People appear to place a high value on full-time work. Fig. 14.5 shows that almost 90 per cent of all the young people interviewed said that they preferred full-time work to part-time work or to no work at all.
Figs 14.6 and 14.7 show some other qualities that young people say they like in work or training. Fig. 14.6 shows that when young people are asked why they want to take up or like certain work they say that it is because it interests them: they like work that they find interesting. This was a major reason for preferring full-time work: it was thought more interesting than part-time work. Young people also said they liked work that kept them busy all the time. In addition, they liked work and training that they thought would help them achieve their long-term goals; and that was getting them somewhere in life. Other qualities that people appear to value in work are some security, reasonable pay, and the opportunity for promotion (see Fig. 14.7). Part-time work is not valued at all highly.

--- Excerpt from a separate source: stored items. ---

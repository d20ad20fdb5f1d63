mod app;
mod charts;
mod client;
mod config;
mod render;
mod theme;
mod ui;

use anyhow::{Context, Result};
use clap::Parser;
use crossterm::{
    event::{self, DisableMouseCapture, EnableMouseCapture, Event, KeyEventKind},
    execute,
    terminal::{disable_raw_mode, enable_raw_mode, EnterAlternateScreen, LeaveAlternateScreen},
};
use ratatui::{backend::CrosstermBackend, Terminal};
use std::io;
use std::path::{Path, PathBuf};
use std::process::ExitCode;
use std::sync::Mutex;
use tracing_subscriber::{layer::SubscriberExt, util::SubscriberInitExt};

use app::App;
use client::{StockClient, StockForm};
use config::AppConfig;
use render::Region;

#[derive(Parser, Debug)]
#[command(name = "tickerpane")]
#[command(author = "Sean Fournier")]
#[command(version = "0.1.0")]
#[command(about = "A terminal client for stock statistics and chart endpoints")]
struct Args {
    /// Fetch one symbol, print the result and exit
    #[arg(short, long)]
    symbol: Option<String>,

    /// Render a saved JSON response instead of contacting the server
    #[arg(long, value_name = "FILE", conflicts_with = "symbol")]
    payload: Option<PathBuf>,

    /// Print the result as an HTML fragment (with --symbol or --payload)
    #[arg(long)]
    html: bool,

    /// Save embedded charts to this directory (with --symbol)
    #[arg(long, value_name = "DIR", requires = "symbol")]
    save_charts: Option<PathBuf>,

    /// Base URL of the stock data server, overriding the config file
    #[arg(short, long)]
    endpoint: Option<String>,
}

#[tokio::main]
async fn main() -> Result<ExitCode> {
    let args = Args::parse();

    let mut config = AppConfig::load().unwrap_or_default();
    if let Some(endpoint) = args.endpoint.clone() {
        config.endpoint = endpoint;
    }

    // Handle CLI-only commands
    if let Some(symbol) = args.symbol.as_deref() {
        init_logging(None);
        return run_once(&config, symbol, args.html, args.save_charts.as_deref()).await;
    }

    if let Some(path) = args.payload.as_deref() {
        init_logging(None);
        return run_payload(path, args.html);
    }

    let log_path = AppConfig::config_dir()?.join("tickerpane.log");
    init_logging(Some(log_path.as_path()));
    run_tui(config).await?;
    Ok(ExitCode::SUCCESS)
}

/// Where log lines go
#[derive(Debug)]
enum LogTarget {
    Stderr,
    File(std::fs::File),
    Discard,
}

/// Log to stderr, or to `log_file` when the terminal belongs to the TUI.
/// A TUI log file that cannot be opened discards logs rather than drawing
/// them over the alternate screen.
fn log_target(log_file: Option<&Path>) -> LogTarget {
    let Some(path) = log_file else {
        return LogTarget::Stderr;
    };
    match std::fs::File::create(path) {
        Ok(file) => LogTarget::File(file),
        Err(e) => {
            eprintln!("Could not open log file {}: {}", path.display(), e);
            LogTarget::Discard
        }
    }
}

fn init_logging(log_file: Option<&Path>) {
    let registry = tracing_subscriber::registry().with(tracing_subscriber::EnvFilter::from_default_env());
    match log_target(log_file) {
        LogTarget::Stderr => registry
            .with(tracing_subscriber::fmt::layer().with_writer(io::stderr))
            .init(),
        LogTarget::File(file) => registry
            .with(tracing_subscriber::fmt::layer().with_ansi(false).with_writer(Mutex::new(file)))
            .init(),
        LogTarget::Discard => registry
            .with(tracing_subscriber::fmt::layer().with_writer(io::sink))
            .init(),
    }
}

async fn run_once(
    config: &AppConfig,
    symbol: &str,
    html: bool,
    save_dir: Option<&Path>,
) -> Result<ExitCode> {
    let client = StockClient::new(&config.endpoint, config.timeout())
        .context("Failed to build HTTP client")?;
    let form = StockForm::new(symbol);

    let outcome = client.submit(&form).await;
    let mut region = Region::new();
    render::render_outcome(&mut region, &outcome);

    print_region(&region, html);

    let succeeded = matches!(&outcome, Ok(result) if result.is_success());

    if let (true, Some(dir)) = (succeeded, save_dir) {
        let written = charts::save_charts(&region, dir, &form.symbol)
            .with_context(|| format!("Failed to save charts to {}", dir.display()))?;
        for path in written {
            eprintln!("Saved {}", path.display());
        }
    }

    Ok(if succeeded { ExitCode::SUCCESS } else { ExitCode::FAILURE })
}

/// Render a response body saved to disk
fn run_payload(path: &Path, html: bool) -> Result<ExitCode> {
    let content = std::fs::read_to_string(path)
        .with_context(|| format!("Failed to read {}", path.display()))?;

    let mut region = Region::new();
    let rendered = match serde_json::from_str::<serde_json::Value>(&content) {
        Ok(payload) => render::render_payload(&mut region, &payload),
        Err(e) => {
            tracing::warn!("{} is not JSON: {}", path.display(), e);
            render::render_outcome(
                &mut region,
                &Err(client::ClientError::InvalidResponse(e.to_string())),
            );
            print_region(&region, html);
            return Ok(ExitCode::FAILURE);
        }
    };

    print_region(&region, html);

    match rendered {
        Ok(()) if region.error().is_none() => Ok(ExitCode::SUCCESS),
        Ok(()) => Ok(ExitCode::FAILURE),
        Err(e) => {
            tracing::warn!("{}: {}", path.display(), e);
            Ok(ExitCode::FAILURE)
        }
    }
}

fn print_region(region: &Region, html: bool) {
    if html {
        print!("{}", region.to_html());
    } else {
        for line in region.to_text() {
            println!("{}", line);
        }
    }
}

async fn run_tui(config: AppConfig) -> Result<()> {
    ui::init_theme(&config.theme);

    // Create app state before touching the terminal so errors print normally
    let mut app = App::new(config)?;

    // Setup terminal
    enable_raw_mode()?;
    let mut stdout = io::stdout();
    execute!(stdout, EnterAlternateScreen, EnableMouseCapture)?;
    let backend = CrosstermBackend::new(stdout);
    let mut terminal = Terminal::new(backend)?;

    // Main loop
    let result = run_app(&mut terminal, &mut app).await;

    // Restore terminal
    disable_raw_mode()?;
    execute!(
        terminal.backend_mut(),
        LeaveAlternateScreen,
        DisableMouseCapture
    )?;
    terminal.show_cursor()?;

    result
}

async fn run_app(
    terminal: &mut Terminal<CrosstermBackend<io::Stdout>>,
    app: &mut App,
) -> Result<()> {
    loop {
        terminal.draw(|f| ui::draw(f, app))?;

        if event::poll(std::time::Duration::from_millis(100))? {
            if let Event::Key(key) = event::read()? {
                if key.kind == KeyEventKind::Press {
                    if app::is_quit_key(&key) {
                        return Ok(());
                    }
                    // Handle key and catch any errors to prevent crashes
                    if let Err(e) = app.handle_key(key).await {
                        app.status_message = Some(format!("Error: {}", e));
                        app.status_message_time = Some(std::time::Instant::now());
                    }
                }
            }
        }

        // Drain finished submissions
        app.tick().await?;
    }
}

fn notify(summary: &str, body: &str) -> Result<()> {
    notify_rust::Notification::new()
        .summary(summary)
        .body(body)
        .icon("office-chart-line")
        .show()?;
    Ok(())
}

#[cfg(test)]
mod tests {
    use super::*;

    #[test]
    fn test_log_target_without_file_is_stderr() {
        assert!(matches!(log_target(None), LogTarget::Stderr));
    }

    #[test]
    fn test_log_target_opens_file() {
        let dir = tempfile::tempdir().unwrap();
        let path = dir.path().join("tickerpane.log");
        assert!(matches!(log_target(Some(path.as_path())), LogTarget::File(_)));
        assert!(path.exists());
    }

    #[test]
    fn test_unopenable_log_file_discards_instead_of_stderr() {
        let dir = tempfile::tempdir().unwrap();
        let path = dir.path().join("missing").join("tickerpane.log");
        assert!(matches!(log_target(Some(path.as_path())), LogTarget::Discard));
    }
}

Taking all of these features together it would seem that the ideal job would be interesting, full-time, and reasonably paid; it would afford the chance for some promotion and provide job security. If we compare these features against CDEP employment, we can suggest that it is only the last of these that might apply to it. CDEP work is normally part-time and elsewhere in the survey young people described the work as very boring.
On the other hand, young people found the full-time employment and full-time training that was subsidised by CDEP (shown as one of the outputs in Fig. 14.1) to be extremely enjoyable. Indeed, people aspired to this kind of position. Those that were in this form of
work found it interesting and contrasted it with the part-time CDEP work which they found pointless and boring. Therefore, when young people said that they did not value CDEP and did not think that it would help them with their careers, they were really talking about the normal part-time CDEP work, not about the full-time positions that were facilitated by the scheme.